### PROBLEM REQUIREMENTS
Using the entries that follow, write out the line containing "pub fn new(store: Arc<dyn", the line containing "let reward_query = RewardQuery::created_between(from, to);", and every line between them, exactly and nothing else.

### TASK INPUTS
═══

//! Read-only rollups over the ledger and referral funnel.
//!
//! Nothing here writes, not even an audit entry.

use std::collections::BTreeMap;
use std::io;
use std::sync::Arc;

use chrono::{DateTime, SecondsFormat, Utc};
use rust_decimal::Decimal;
use serde::Serialize;
use tracing::debug;
use uuid::Uuid;

use crate::error::{FieldErrors, Result};
use crate::interfaces::{CampaignStore, EngineStore, ReferralStore, RewardQuery, RewardStore};
use crate::model::{Referral, Reward, RewardStatus};
use crate::validation::errmsg;

/// Column order of the ledger export.
pub const CSV_HEADER: [&str; 13] = [
    "reward_id",
    "campaign_id",
    "inviter_account_id",
    "invitee_account_id",
    "transaction_reference",
    "points",
    "status",
    "flagged",
    "created_at",
    "moderated_at",
    "moderated_by",
    "reason",
    "reissued_from",
];

/// Funnel and point totals for one window.
#[derive(Debug, Clone, Default, PartialEq, Eq, Serialize)]
#[serde(rename_all = "camelCase")]
pub struct FunnelTotals {
    pub invites: u64,
    pub signups: u64,
    pub qualified: u64,
    /// Sum of APPROVED points created in the window.
    pub issued_points: Decimal,
    /// Sum of PENDING points created in the window.
    pub pending_points: Decimal,
}

impl FunnelTotals {
    fn add_referral(&mut self, referral: &Referral, from: DateTime<Utc>, to: DateTime<Utc>) {
        let inside = |at: DateTime<Utc>| at >= from && at < to;
        if inside(referral.invited_at) {
            self.invites += 1;
        }
        if referral.signed_up_at.is_some_and(inside) {
            self.signups += 1;
        }
        if referral.qualified_at.is_some_and(inside) {
            self.qualified += 1;
        }
    }

    fn add_reward(&mut self, reward: &Reward) {
        match reward.status {
            RewardStatus::Approved => self.issued_points += reward.points,
            RewardStatus::Pending => self.pending_points += reward.points,
            _ => {}
        }
    }
}

#[derive(Debug, Clone, PartialEq, Eq, Serialize)]
#[serde(rename_all = "camelCase")]
pub struct CampaignBreakdown {
    pub campaign_id: Uuid,
    /// Empty when the campaign row is missing.
    pub campaign_name: String,
    #[serde(flatten)]
    pub totals: FunnelTotals,
}

#[derive(Debug, Clone, PartialEq, Eq, Serialize)]
#[serde(rename_all = "camelCase")]
pub struct AnalyticsSummary {
    pub from: DateTime<Utc>,
    pub to: DateTime<Utc>,
    #[serde(flatten)]
    pub totals: FunnelTotals,
    /// Campaigns with any activity in the window, by name.
    pub campaigns: Vec<CampaignBreakdown>,
}

#[derive(Clone)]
pub struct AnalyticsAggregator {
    store: Arc<dyn EngineStore>,
}

impl AnalyticsAggregator {
    pub fn new(store: Arc<dyn EngineStore>) -> Self {
        Self { store }
    }

    /// Funnel and points for `[from, to)`, overall and per campaign.
    pub async fn summary(&self, from: DateTime<Utc>, to: DateTime<Utc>) -> Result<AnalyticsSummary> {
        validate_window(from, to)?;

        let reward_query = RewardQuery::created_between(from, to);
        let (referrals, rewards, all_campaigns) = futures::try_join!(
            self.store.referrals_touching(from, to),
            self.store.find_rewards(&reward_query),
            self.store.all_campaigns(),
        )?;

        let mut totals = FunnelTotals::default();
        let mut per_campaign: BTreeMap<Uuid, FunnelTotals> = BTreeMap::new();
        for referral in &referrals {
            totals.add_referral(referral, from, to);
            per_campaign
                .entry(referral.campaign_id)
                .or_default()
                .add_referral(referral, from, to);
        }
        for reward in &rewards {
            totals.add_reward(reward);
            per_campaign
                .entry(reward.campaign_id)
                .or_default()
                .add_reward(reward);
        }

        let names: BTreeMap<Uuid, String> = all_campaigns
            .into_iter()
            .map(|c| (c.id, c.name))
            .collect();
        let mut campaigns: Vec<CampaignBreakdown> = per_campaign
            .into_iter()
            .map(|(campaign_id, totals)| CampaignBreakdown {
                campaign_name: names.get(&campaign_id).cloned().unwrap_or_default(),
                campaign_id,
                totals,
            })
            .collect();
        campaigns.sort_by(|a, b| {
            a.campaign_name
                .cmp(&b.campaign_name)
                .then(a.campaign_id.cmp(&b.campaign_id))
        });

        debug!(
            referrals = referrals.len(),
            rewards = rewards.len(),
            campaigns = campaigns.len(),
            "Analytics summary computed"
        );
        Ok(AnalyticsSummary {
            from,
            to,
            totals,
            campaigns,
        })
    }

    /// Write every reward created in `[from, to)` as CSV, oldest first.
    /// Returns the number of data rows written.
    pub async fn write_csv<W: io::Write>(
        &self,
        from: DateTime<Utc>,
        to: DateTime<Utc>,
        sink: W,
    ) -> Result<usize> {
        validate_window(from, to)?;
        let rewards = self
            .store
            .find_rewards(&RewardQuery::created_between(from, to))
            .await?;

        let mut writer = csv::Writer::from_writer(sink);
        writer.write_record(CSV_HEADER)?;
        for reward in &rewards {
            writer.write_record(csv_row(reward))?;
        }
        writer.flush().map_err(csv::Error::from)?;
        Ok(rewards.len())
    }

    /// CSV export as a string.
    pub async fn export_csv(&self, from: DateTime<Utc>, to: DateTime<Utc>) -> Result<String> {
        let mut buffer = Vec::new();
        self.write_csv(from, to, &mut buffer).await?;
        Ok(String::from_utf8_lossy(&buffer).into_owned())
    }
}

fn validate_window(from: DateTime<Utc>, to: DateTime<Utc>) -> std::result::Result<(), FieldErrors> {
    if to <= from {
        return Err(FieldErrors::single("to", errmsg::WINDOW_ORDER));
    }
    Ok(())
}

fn timestamp(at: DateTime<Utc>) -> String {
    at.to_rfc3339_opts(SecondsFormat::Millis, true)
}

fn csv_row(reward: &Reward) -> [String; 13] {
    [
        reward.id.to_string(),
        reward.campaign_id.to_string(),
        reward.inviter_account_id.clone(),
        reward.invitee_account_id.clone(),
        reward.transaction_reference.clone(),
        reward.points.to_string(),
        reward.status.to_string(),
        reward.flagged.to_string(),
        timestamp(reward.created_at),
        reward.moderated_at.map(timestamp).unwrap_or_default(),
        reward.moderated_by.clone().unwrap_or_default(),
        reward.reason.clone().unwrap_or_default(),
        reward
            .reissued_from
            .map(|id| id.to_string())
            .unwrap_or_default(),
    ]
}
//! Shared storage integration tests.
//!
//! Tests the CampaignStore, RewardStore, AuditStore and ReferralStore
//! contracts against all implementations. Each implementation module imports
//! these test functions and runs them.

#![allow(dead_code)]

pub mod audit_store_tests;
pub mod campaign_store_tests;
pub mod referral_store_tests;

use chrono::{DateTime, Duration, TimeZone, Utc};
use rust_decimal::Decimal;
use uuid::Uuid;

use referral_engine::model::{
    AuditLogEntry, Campaign, CampaignStatus, EligibilityRules, Referral, Reward, RewardRule,
    RewardStatus, TargetType,
};

/// Fixed base time; whole seconds so every backend round-trips it exactly.
pub fn t0() -> DateTime<Utc> {
    Utc.with_ymd_and_hms(2024, 3, 1, 12, 0, 0).unwrap()
}

pub fn at(minutes: i64) -> DateTime<Utc> {
    t0() + Duration::minutes(minutes)
}

pub fn make_audit(action: &str, target_type: TargetType, target_id: impl ToString) -> AuditLogEntry {
    AuditLogEntry {
        id: Uuid::new_v4(),
        action: action.to_string(),
        target_type,
        target_id: target_id.to_string(),
        actor: "contract-test".to_string(),
        reason: String::new(),
        details: None,
        created_at: t0(),
    }
}

pub fn make_campaign(name: &str, status: CampaignStatus, created_at: DateTime<Utc>) -> Campaign {
    Campaign {
        id: Uuid::new_v4(),
        name: name.to_string(),
        description: format!("{} description", name),
        status,
        starts_at: Some(t0()),
        ends_at: Some(t0() + Duration::days(30)),
        target_actions: 3,
        base_reward_points: 20,
        activation_reward_points: 0,
        passport_bonus_points: 0,
        mark_suspicious_as_pending: false,
        eligibility_rules: EligibilityRules {
            defaults: RewardRule::fixed(20, 3),
            inviter_overrides: Default::default(),
        },
        milestone_rules: Default::default(),
        created_at,
        updated_at: created_at,
        version: 1,
    }
}

pub fn make_reward(campaign_id: Uuid, inviter: &str, invitee: &str, tx: &str) -> Reward {
    Reward {
        id: Uuid::new_v4(),
        campaign_id,
        inviter_account_id: inviter.to_string(),
        invitee_account_id: invitee.to_string(),
        transaction_reference: tx.to_string(),
        points: Decimal::new(2000, 2),
        status: RewardStatus::Approved,
        flagged: false,
        created_at: t0(),
        moderated_at: None,
        moderated_by: None,
        reason: None,
        reissued_from: None,
        version: 1,
    }
}

pub fn make_referral(campaign_id: Uuid, inviter: &str, email: &str) -> Referral {
    Referral {
        id: Uuid::new_v4(),
        campaign_id,
        inviter_account_id: inviter.to_string(),
        invitee_email: email.to_string(),
        invitee_account_id: None,
        invited_at: t0(),
        signed_up_at: None,
        qualified_at: None,
    }
}

/// Generate one `#[tokio::test]` per store contract test. `$fresh` is an
/// async fn returning a new, empty store.
#[macro_export]
macro_rules! store_contract_tests {
    (@each $fresh:path; $($module:ident :: $test:ident),* $(,)?) => {
        $(
            #[tokio::test]
            async fn $test() {
                let store = $fresh().await;
                $crate::storage::$module::$test(&store).await;
            }
        )*
    };
    ($fresh:path) => {
        $crate::store_contract_tests!(@each $fresh;
            campaign_store_tests::test_insert_and_get_round_trip,
            campaign_store_tests::test_get_missing_is_none,
            campaign_store_tests::test_campaign_versioned_update,
            campaign_store_tests::test_campaign_update_missing,
            campaign_store_tests::test_list_filters_and_pages,
            campaign_store_tests::test_insert_writes_audit,
            reward_store_tests::test_create_then_duplicate,
            reward_store_tests::test_find_by_reference,
            reward_store_tests::test_same_reference_other_pair_is_independent,
            reward_store_tests::test_cap_enforced,
            reward_store_tests::test_rejected_reward_frees_cap,
            reward_store_tests::test_reward_versioned_update,
            reward_store_tests::test_reward_update_missing,
            reward_store_tests::test_reissue_supersedes_original,
            reward_store_tests::test_review_queue,
            reward_store_tests::test_created_window_is_half_open,
            reward_store_tests::test_filters_by_inviter_and_status,
            reward_store_tests::test_create_marks_referral_qualified,
            audit_store_tests::test_append_round_trip,
            audit_store_tests::test_prefix_filter_newest_first,
            audit_store_tests::test_prefix_is_case_sensitive_and_literal,
            referral_store_tests::test_invite_and_signup,
            referral_store_tests::test_second_signup_conflicts,
            referral_store_tests::test_list_by_inviter_oldest_first,
            referral_store_tests::test_referrals_touching_window,
            referral_store_tests::test_account_upsert_and_lookup,
            referral_store_tests::test_email_is_unique,
        );
    };
}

═══

### RESULT BELOW
    pub fn new(store: Arc<dyn EngineStore>) -> Self {
        Self { store }
    }

    /// Funnel and points for `[from, to)`, overall and per campaign.
    pub async fn summary(&self, from: DateTime<Utc>, to: DateTime<Utc>) -> Result<AnalyticsSummary> {
        validate_window(from, to)?;

        let reward_query = RewardQuery::created_between(from, to);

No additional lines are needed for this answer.